Safari für Windows ist eh veraltet.
IE 10/11 würde ich auch testen!


----------



## DexXxtrin (3. September 2013)

Also ich find das spontan diese Seite: http://browsershots.org/

Aber wie mein Vorgänger schon schreibt, ist dies nur geeignet um das Grundlayout zu kontrolieren.
Mehr als diese Browser gibt es eigentlich nicht zu testen, bzw. lohnt sich der Aufwand nicht.


----------



## Xervos (9. September 2013)

Ok 

danke euch leute ich werde mal die Browser testen ein paar kann ich eh schon abhacken  aber da gibt es echt Krass viele unterschiede und das mit den Rundungen der Divs ist auch so eine Sache  

hier mal guter Link fals ihr es noch nicht kennt 

http://css3pie.com/


----------



## Wolkenbruch (12. September 2013)

Am Ende macht es meistens Sinn sich damit abzufinden, dass die Seite nicht in allen Browsern gleich bzw. gleich gut aussieht. Kompromisse sind hier oftmals gefragt.

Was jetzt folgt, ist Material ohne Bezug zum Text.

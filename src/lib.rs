//! # u-tsp-memetic
//!
//! Memetic genetic algorithm for the symmetric Traveling Salesman Problem
//! on 2D coordinates.
//!
//! ## Modules
//!
//! - [`distance`] — Rounded Euclidean distance matrix and sorted neighbor lists
//! - [`constructive`] — Nearest-neighbor construction
//! - [`local_search`] — 2-opt refinement
//! - [`models`] — Tour and Population types
//! - [`ga`] — Genetic operators and the evolver loop
//! - [`error`] — Error type
//!
//! ## Quick start
//!
//! ```
//! use u_tsp_memetic::ga::{Evolver, EvolverConfig};
//!
//! let coords = [(0.0, 0.0), (0.0, 1.0), (1.0, 1.0), (1.0, 0.0)];
//! let mut evolver = Evolver::new(&coords, EvolverConfig::default().with_seed(7))
//!     .expect("valid instance");
//! let best = evolver.solve(|| true, 0.0).expect("solve");
//! assert_eq!(best.cost, 4.0);
//! ```

pub mod constructive;
pub mod distance;
pub mod error;
pub mod ga;
pub mod local_search;
pub mod models;

pub use error::{Result, TspError};
//! Local search operators for improving tours.
//!
//! - [`two_opt`] — Edge-reversal 2-opt on a closed tour

mod two_opt;

pub use two_opt::{two_opt_improve, two_opt_improve_with_limit, MAX_TWO_OPT_PASSES};
//! Memetic genetic algorithm for the TSP.
//!
//! - [`Evolver`] — The generational loop: selection, OX mating, 2-opt
//!   refinement, duplicate suppression, extinction
//! - [`EvolverConfig`] — Loop parameters with builder and presets
//! - [`operators`] — Order crossover, swap mutation, inversion
//! - [`selection`] — Rank-window parent selection and extinction draws
//! - [`TspGaProblem`] — [`GaProblem`](u_metaheur::ga::GaProblem)
//!   implementation for running the generic GA as a baseline

mod config;
mod evolver;
pub mod operators;
mod problem;
pub mod selection;

pub use config::EvolverConfig;
pub use evolver::{BestTour, Evolver, EvolverState};
pub use operators::{invert, order_crossover, random_cut, swap_mutation, Inversion};
pub use problem::TspGaProblem;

Weil wie du siehst gibt es wirklich eine Menge Browser, die beachtet werden wollen.


----------



## Doomt (23. September 2013)

Hilfreich ist auch dieses Tool hier IE-Tester
Hiermit teste ich IE von 5.5 - IE9 (IE5.5 ist nicht nötig aber IE 7 ist noch oft in Gebrauch)

Diese Statistik stimmt sicherlich, aber ich bin mir über die Reichweite nicht ganz im klaren, da die Browser die ich selber in meiner Umgebung mitbekomme zB überhaupt nicht dort aufscheinen.  Aber eine Richtung um Browser-versionen zu finden, welche man testen sollte, ist es.

Ich habe auch die Erfahrung gemacht dass viele noch die Firefox Version 3.5.7 verwenden.
(In dieser Version gibt es probleme mit neuerem Javascript Code)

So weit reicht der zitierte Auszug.